Publié le par Michel David

     Dernier blog de l'année. Bientôt, je pars en vacances pour trois semaines.

      J'ai envie de revenir sur les "événements" de l'"affaire" Polanski. Les mots, déjà, ont un sens. Dans notre ère médiatique, où un événement - en général, soit planétaire (la Terre avec un grand T qui va être sauvée ou détruite à Copenhague !) soit microscopique (la hernie discale mal soignée d'un autre Suisse) - disparaît dans un torrent de paroles insignifiantes, un "recul" de plus d'un mois apparaît une éternité.

      Quand est apparue l'"affaire", nous avions une réunion syndicale, où nous avons, en aparté, débattu. Femmes (le viol est un crime - oui) contre hommes. Et tous ou presque de fustiger l'imprudence de Ministre Frédéric qui n'a pas encore tout à fait compris qu'il lui faut parler langue de bois, alors que la parole médiatique est, elle, "libre".

      Hier, dans "Le Monde", un article du directeur de la rédaction - rien que ça ! - pour montrer que l'"affaire du viol", en 1977, n'est pas si simple, que, dès le début, la procédure américaine a été entachée d'irrégularités. En gros, qu'un juge élu - de ce mirifique système à avocats richissimes, juges corrompus, prisons mortelles et peine de mort - a voulu se farcir le petit polak, comme, en 2009, un fonctionnaire suisse, à l'ombre de son absence de minaret, a fait un excès de zèle.

      La seule qualification juridique de 1977 n'était pas viol, sodomie, etc., mais relations sexuelles illicites avec mineure. Est-ce un hasard si la victime ne veut absolument pas qu'on reparle de cette affaire ? ne veut pas qu'on évoque les faits ? ne veut pas qu'on se replace il y a 32 ans, où, même aux Etats Unis, l'époque était à la libération des moeurs et non pas à l'oppression que nous sommes en train de vivre, sous le poids alourdi des religions (je dis bien des religions).

      Alors, chapeau. Chapeau à Frédéric M., victime de la curée médiatique, obligé de ne pas répondre complètement face à un Elkabbach jouissant littéralement de sa puissance d'interviewer. Chapeau à F.M. que j'ai vu il y a quelques jours à la Cinémathèque fêtant les 20 ans de Collège au cinéma et qui, après un discours soporifique d'un apparatchik de l'Education qui n'est plus nationale, a parlé selon son coeur du film que nous allions voir, comme lorsqu'il était à la télé. Avec, tout simplement, un ton juste et une conviction.

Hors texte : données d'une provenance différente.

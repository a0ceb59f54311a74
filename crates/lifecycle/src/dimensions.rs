//! Per-asset dimension edits awaiting commit.

use std::collections::HashMap;

use serde::Serialize;

/// Which dimension an edit targets.
#[derive(Debug, Clone, Copy, PartialEq, Eq)]
pub enum Dimension {
    Width,
    Height,
}

/// User-entered dimensions for one asset.
///
/// Values are not validated locally; zero and negative numbers are sent
/// as entered and left to the service.
#[derive(Debug, Clone, Copy, Default, PartialEq, Eq, Serialize)]
pub struct DimensionEdit {
    pub width: i64,
    pub height: i64,
}

/// Pending edits keyed by content hash.
#[derive(Debug, Clone, Default)]
pub struct PendingDimensions {
    edits: HashMap<String, DimensionEdit>,
}

impl PendingDimensions {
    /// Sets one field of the edit for `content_hash`, creating it if needed.
    pub fn set(&mut self, content_hash: &str, field: Dimension, value: i64) -> DimensionEdit {
        let edit = self.edits.entry(content_hash.to_string()).or_default();
        match field {
            Dimension::Width => edit.width = value,
            Dimension::Height => edit.height = value,
        }
        *edit
    }

    pub fn get(&self, content_hash: &str) -> Option<DimensionEdit> {
        self.edits.get(content_hash).copied()
    }

    /// Resets an existing edit to `{0, 0}` after a successful commit.
    pub fn reset(&mut self, content_hash: &str) {
        if let Some(edit) = self.edits.get_mut(content_hash) {
            *edit = DimensionEdit::default();
        }
    }

    /// Drops the edit entirely, e.g. once the asset is deleted.
    pub fn forget(&mut self, content_hash: &str) -> Option<DimensionEdit> {
        self.edits.remove(content_hash)
    }

    pub fn len(&self) -> usize {
        self.edits.len()
    }

    pub fn is_empty(&self) -> bool {
        self.edits.is_empty()
    }
}
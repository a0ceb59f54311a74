//! Per-hash serialization of mutations.

use std::collections::HashMap;
use std::sync::{Arc, Mutex};

use tokio::sync::OwnedMutexGuard;

/// Async locks keyed by content hash.
///
/// Delete and resize for the same hash run one after the other; different
/// hashes never wait on each other.
#[derive(Debug, Default)]
pub(crate) struct HashLocks {
    locks: Mutex<HashMap<String, Arc<tokio::sync::Mutex<()>>>>,
}

impl HashLocks {
    pub(crate) async fn acquire(&self, content_hash: &str) -> OwnedMutexGuard<()> {
        let lock = {
            let mut locks = self.locks.lock().unwrap();
            // Drop entries nobody holds or waits on.
            locks.retain(|_, l| Arc::strong_count(l) > 1);
            Arc::clone(locks.entry(content_hash.to_string()).or_default())
        };
        lock.lock_owned().await
    }

    #[cfg(test)]
    fn len(&self) -> usize {
        self.locks.lock().unwrap().len()
    }
}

      Chapeau à Roman P. , qui a souffert toute sa vie des horreurs diverses qu'il a vécu, qui a ses zones d'ombre, et qui paiera toute sa vie pour ça (mais, au fait, quel homme ou femme n'a pas de zone d'ombre ? n'a pas de choses inavouables ou inavouées ?). Et ce n'est pas parce qu'il fut un grand cinéaste qu'il doit être "absous", mais parce qu'il est tout humainement un homme de son temps.

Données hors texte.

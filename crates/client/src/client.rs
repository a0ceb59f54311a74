//! Image service transport client.
//!
//! Async HTTP client using `reqwest`. Each operation issues exactly one
//! request; refreshing the list after a mutation is the caller's job.

use futures_util::stream;
use reqwest::RequestBuilder;
use reqwest::multipart::{Form, Part};
use serde::de::DeserializeOwned;
use tracing::{debug, warn};

use assetdeck_protocol::{
    Asset, DimensionsRequest, MessageResponse, TransportError, UploadFile, UploadResult,
};
use assetdeck_transfer::{ProgressCallback, ProgressScope, ProgressStream, UPLOAD_CHUNK_SIZE};

use crate::config::{ClientConfig, ConfigError};

/// Image service API client.
pub struct Client {
    http: reqwest::Client,
    config: ClientConfig,
}

impl Client {
    /// Creates a client from a startup configuration.
    pub fn new(config: ClientConfig) -> Result<Self, ConfigError> {
        let mut builder = reqwest::Client::builder();
        if let Some(timeout) = config.timeout() {
            builder = builder.timeout(timeout);
        }

        Ok(Self {
            http: builder.build()?,
            config,
        })
    }

    pub fn config(&self) -> &ClientConfig {
        &self.config
    }

    /// Fetches the full asset collection in server order.
    pub async fn list(&self) -> Result<Vec<Asset>, TransportError> {
        let url = self.config.url(&self.config.endpoints().list, None);
        let (status, body) = self.execute(self.http.get(&url)).await?;
        let assets: Vec<Asset> = decode(status, &body)?;
        debug!(count = assets.len(), "listed assets");
        Ok(assets)
    }

    /// Uploads `file` as a single multipart field.
    ///
    /// `on_progress` receives increasing percentages while the body is
    /// streamed and reaches 100 exactly once before this returns `Ok`. It
    /// is detached on every exit path, so nothing is reported after the
    /// future settles.
    pub async fn upload(
        &self,
        file: &UploadFile,
        on_progress: ProgressCallback,
    ) -> Result<UploadResult, TransportError> {
        let total = file.len();
        let scope = ProgressScope::attach(total, on_progress);

        let chunks: Vec<Result<Vec<u8>, std::io::Error>> = file
            .data
            .chunks(UPLOAD_CHUNK_SIZE)
            .map(|c| Ok(c.to_vec()))
            .collect();
        let body = reqwest::Body::wrap_stream(ProgressStream::new(stream::iter(chunks), &scope));

        let part = Part::stream_with_length(body, total)
            .file_name(file.file_name.clone())
            .mime_str(&file.content_type)
            .map_err(|e| {
                warn!(content_type = %file.content_type, error = %e, "invalid content type");
                TransportError::InvalidRequest(format!(
                    "invalid content type {:?}: {e}",
                    file.content_type
                ))
            })?;
        let form = Form::new().part(self.config.endpoints().file_field.clone(), part);

        let url = self.config.url(&self.config.endpoints().upload, None);
        debug!(file = %file.file_name, bytes = total, "uploading");

        let (status, body) = self.execute(self.http.post(&url).multipart(form)).await?;
        let result: UploadResult = decode_or_default(status, &body)?;

        scope.complete();
        Ok(result)
    }

    /// Deletes the asset identified by `content_hash`.
    ///
    /// Deleting an asset that is already gone is reported as a transport
    /// error by the service, not ignored.
    pub async fn delete(&self, content_hash: &str) -> Result<MessageResponse, TransportError> {
        let url = self
            .config
            .url(&self.config.endpoints().delete, Some(content_hash));
        let (status, body) = self.execute(self.http.delete(&url)).await?;
        decode_or_default(status, &body)
    }

    /// Sends new dimensions for `content_hash`; the service validates them.
    pub async fn update_dimensions(
        &self,
        content_hash: &str,
        width: i64,
        height: i64,
    ) -> Result<MessageResponse, TransportError> {
        let url = self
            .config
            .url(&self.config.endpoints().resize, Some(content_hash));
        let req = DimensionsRequest { width, height };
        let (status, body) = self.execute(self.http.put(&url).json(&req)).await?;
        decode_or_default(status, &body)
    }

    /// Sends a request and returns the status and body of a 2xx response.
    async fn execute(&self, req: RequestBuilder) -> Result<(u16, Vec<u8>), TransportError> {
        let resp = req.send().await.map_err(network_error)?;
        let status = resp.status();
        let body = resp.bytes().await.map_err(network_error)?;

        if !status.is_success() {
            let err = TransportError::from_response(status.as_u16(), &body);
            warn!(status = status.as_u16(), error = %err, "request rejected");
            return Err(err);
        }

        debug!(status = status.as_u16(), bytes = body.len(), "response received");
        Ok((status.as_u16(), body.to_vec()))
    }
}

fn network_error(e: reqwest::Error) -> TransportError {
    warn!(error = %e, "request failed without a response");
    TransportError::Network(e.to_string())
}

fn decode<T: DeserializeOwned>(status: u16, body: &[u8]) -> Result<T, TransportError> {
    serde_json::from_slice(body).map_err(|e| TransportError::Malformed {
        status,
        reason: e.to_string(),
    })
}

/// Like [`decode`], but an empty body yields `T::default()`.
fn decode_or_default<T: DeserializeOwned + Default>(
    status: u16,
    body: &[u8],
) -> Result<T, TransportError> {
    if body.iter().all(u8::is_ascii_whitespace) {
        return Ok(T::default());
    }
    decode(status, body)
}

      Je n'ai rencontré Roman P. qu'une fois ; j'étais à la Cinémarhèque en 1986 et j'invitais des cinéastes, une fois par mois, à présenter un de leurs films et à faire une "leçon de cinéma". Il avait voulu présenter "Le bal des vampires", alors que ma préférence aurait été "Repulsion" (d'ailleurs, je trouve que les débuts de sa carrière sont bien meilleurs que les dernières années). Lors de la préparation de l'après-midi, Roman P. ne m'avait demandé qu'une chose, que j'interrompe toute discussion qui parlerait de sa vie privée. Personne, dans cette enceinte, ne lui a parlé d'autre chose que de cinéma.

      Dehors, à la fin, presqu'à la porte de sa voiture, une minette a voulu lui parler de Sharon Tate. Je l'ai repoussée fermement et fermé la porte. La voiture démarre. Petit signe de la main, moment de tristesse dans le regard.